11 Dec 2000
Telewest and NTL have scrapped plans to use BT's lines to offer residential high-speed internet services.
The cable operators said they will instead concentrate on pushing cable modem services using their own fibre networks.
Further reading
BT will be forced to allow competitors to share its local lines from next year, enabling companies such as NTL and Telewest to offer high-speed digital subscriber line (DSL) services. However, BT has been accused of dragging its feet over unbundling and the rollout of DSL.
Telewest said in a statement: "We share the view that we would be better advised to spend our money and concentrate our fire power in rolling out aggressively in areas we have already got."
A Telewest spokeswoman added: "Our network has state-of-the-art fibre, with superior and far more bandwidth than DSL. We have 1.6 million existing customers and pass through 4.6 million homes. We will concentrate on focusing on pushing Blueyonder, our high-speed internet service."
Rival operator NTL said that while it considered DSL for consumers, it "stepped back from the process about a month and a half ago".

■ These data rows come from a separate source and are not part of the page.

//! Registry Facade — the crate's single public entry point, tying the
//! DbController, Info Cache, Update Queue and Repository capabilities
//! together.

use crate::cache::InfoCache;
use crate::db::DbController;
use crate::errors::RegistryError;
use crate::metadata::{self, NameCheck};
use crate::models::{Package, PackageSummary, RepositoryDescriptor};
use crate::repository::RepositoryResolver;
use crate::worker::UpdateQueue;
use chrono::Utc;
use serde_json::{json, Value};
use std::sync::Arc;

/// Preferred branch probed first by `add_package`.
const PREFERRED_BRANCH: &str = "master";

pub struct Registry {
    db: Arc<dyn DbController>,
    cache: Arc<InfoCache>,
    queue: Arc<UpdateQueue>,
    resolver: Arc<dyn RepositoryResolver>,
}

impl Registry {
    pub fn new(
        db: Arc<dyn DbController>,
        cache: Arc<InfoCache>,
        resolver: Arc<dyn RepositoryResolver>,
    ) -> Self {
        let queue = Arc::new(UpdateQueue::new(db.clone(), cache.clone(), resolver.clone()));
        Self {
            db,
            cache,
            queue,
            resolver,
        }
    }

    /// Onboard a new package: resolve the repository, probe branches for a
    /// usable description, validate it, persist, then enqueue a reconcile.
    pub async fn add_package(
        &self,
        repository: RepositoryDescriptor,
        owner: &str,
    ) -> Result<Package, RegistryError> {
        // 1. Obtain Repository via the descriptor.
        let repo = self.resolver.resolve(&repository).await?;

        // 2. List branches; prefer `~master`, else try each in order until
        // one yields a parseable info.
        let branches = repo.get_branches().await?;
        let preferred_first = {
            let mut ordered: Vec<_> = branches.iter().collect();
            ordered.sort_by_key(|(name, _)| if name == PREFERRED_BRANCH { 0 } else { 1 });
            ordered
        };

        let mut found: Option<Value> = None;
        for (_, commit) in preferred_first {
            if let Ok(bytes) = repo.read_file(&commit.sha, "/package.json").await {
                if let Ok(info) = serde_json::from_slice::<Value>(&bytes) {
                    found = Some(info);
                    break;
                }
            }
        }
        let info = found.ok_or(RegistryError::NoUsablePackageDescription)?;

        // 3 & 4. Validate the description and the name(s) within it.
        let name = metadata::validate(&info, NameCheck::Supply, None)?;

        // 5. Construct and persist.
        let package = Package {
            name,
            owner: owner.to_string(),
            repository,
            categories: Vec::new(),
            errors: Vec::new(),
            date_added: Utc::now(),
        };
        match self.db.add_package(&package).await {
            Ok(()) => {}
            Err(crate::errors::DbError::Conflict(name)) => {
                return Err(RegistryError::DbConflict(name))
            }
            Err(e) => return Err(e.into()),
        }

        // 6. Enqueue a trigger for the new package.
        self.queue.trigger_update(&package.name).await;

        Ok(package)
    }

    /// Remove a package, enforcing ownership via the DbController, and
    /// evict its cache entry.
    pub async fn remove_package(&self, name: &str, owner: &str) -> Result<(), RegistryError> {
        self.db.remove_package(name, owner).await?;
        self.cache.invalidate(name).await;
        Ok(())
    }

    /// Normal mode populates the cache and omits `errors`; with-errors mode
    /// bypasses the cache both ways and includes `errors`.
    pub async fn get_package_info(
        &self,
        name: &str,
        include_errors: bool,
    ) -> Result<Value, RegistryError> {
        if !include_errors {
            if let Some(cached) = self.cache.get(name).await {
                return Ok(cached);
            }
        }

        let view = self.build_info_view(name, include_errors).await?;

        if !include_errors {
            self.cache.insert(name.to_string(), view.clone()).await;
        }

        Ok(view)
    }

    async fn build_info_view(
        &self,
        name: &str,
        include_errors: bool,
    ) -> Result<Value, RegistryError> {
        let package = self
            .db
            .get_package(name)
            .await?
            .ok_or_else(|| RegistryError::NotFound(name.to_string()))?;
        let versions = self.db.get_versions(name).await?;
        let branches = self.db.get_branches(name).await?;
        let repo = self.resolver.resolve(&package.repository).await?;

        let mut versions_out = Vec::with_capacity(versions.len() + branches.len());
        for pv in versions.iter().chain(branches.iter()) {
            let download_ref = if pv.is_branch() {
                pv.version.clone()
            } else {
                format!("v{}", pv.version)
            };
            let mut entry = pv.info.clone();
            if let Some(obj) = entry.as_object_mut() {
                obj.insert("version".to_string(), json!(pv.version));
                obj.insert("date".to_string(), json!(pv.date.to_rfc3339()));
                obj.insert("url".to_string(), json!(repo.get_download_url(&download_ref)));
                obj.insert(
                    "downloadUrl".to_string(),
                    json!(repo.get_download_url(&download_ref)),
                );
            }
            versions_out.push(entry);
        }

        let mut view = json!({
            "dateAdded": package.date_added.to_rfc3339(),
            "name": package.name,
            "repository": package.repository,
            "categories": package.categories,
            "versions": versions_out,
        });
        if include_errors {
            if let Some(obj) = view.as_object_mut() {
                obj.insert("errors".to_string(), json!(package.errors));
            }
        }
        Ok(view)
    }

    pub async fn get_packages(&self, owner: &str) -> Result<Vec<PackageSummary>, RegistryError> {
        Ok(self.db.get_user_packages(owner).await?)
    }

    /// Per spec §6, `searchPackages` returns the same per-package `view`
    /// `getPackageInfo` does, not a bare [`PackageSummary`] — §4.D's
    /// `searchPackages` is the name-matching query that narrows the
    /// candidate set; building each result out to a full view (normal mode,
    /// cache-populating) is this method's job.
    pub async fn search_packages(&self, keywords: &str) -> Result<Vec<Value>, RegistryError> {
        let mut views = Vec::new();
        for summary in self.db.search_packages(keywords).await? {
            views.push(self.get_package_info(&summary.name, false).await?);
        }
        Ok(views)
    }

    pub async fn set_package_categories(
        &self,
        name: &str,
        categories: &[String],
    ) -> Result<(), RegistryError> {
        Ok(self.db.set_package_categories(name, categories).await?)
    }

    pub async fn trigger_package_update(&self, name: &str) {
        self.queue.trigger_update(name).await;
    }

    pub async fn is_package_scheduled_for_update(&self, name: &str) -> bool {
        self.queue.is_scheduled_for_update(name).await
    }

    /// Enumerates every known package and enqueues each for reconciliation.
    /// Meant to be driven by an external periodic timer; the timer itself
    /// lives in `main`.
    pub async fn check_for_new_versions(&self) -> Result<(), RegistryError> {
        for name in self.db.get_all_package_names().await? {
            self.queue.trigger_update(&name).await;
        }
        Ok(())
    }
}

An NTL spokeswoman said: "It is our intention to roll out our cable network, and technically we believe that is the right way of going forward. The US has suffered problems with ADSL [asymmetric DSL], and our own fibre optic network is more robust and widely trialed."
NTL could not confirm whether the decision to steer away from DSL in the consumer market will affect the operator's plans to roll out ADSL to small businesses.
The operator said in October it would offer ADSL for small and medium-sized businesses in February.
Tim Johnson, an analyst at researcher Ovum, said: "It is a bit surprising that they [NTL] have chosen not to offer DSL services as it means that they can't offer services except in areas where they operate. But perhaps they feel they wouldn't be able to make a profit offering services via unbundling."
"The industry seems to be drawing in its horns and there is an atmosphere against investment by telcos. Offering services via unbundling is distinctively tough to make money from and perhaps Telewest and NTL are focusing on what cable can do," Johnson added.
Both operators refused to comment on industry concerns that BT's sluggish approach to opening up its local exchanges played a part in their decision to focus on using their own networks.
BT has been accused of dragging its feet over allowing other operators to offer high-speed internet services over its network.
The NTL spokeswoman said: "We couldn't comment on BT. We have invested £4.5bn over the past five years in our network and it makes sense for us to make use of our broadband via cable modem services."
Last week telcos Energis and Thus were assured by UK telecoms regulator Oftel that BT will be forced to negotiate better terms for wholesale DSL network access. The two companies have argued that BT's current wholesale DSL offering limits the way rival operators can use their own networks to run DSL services.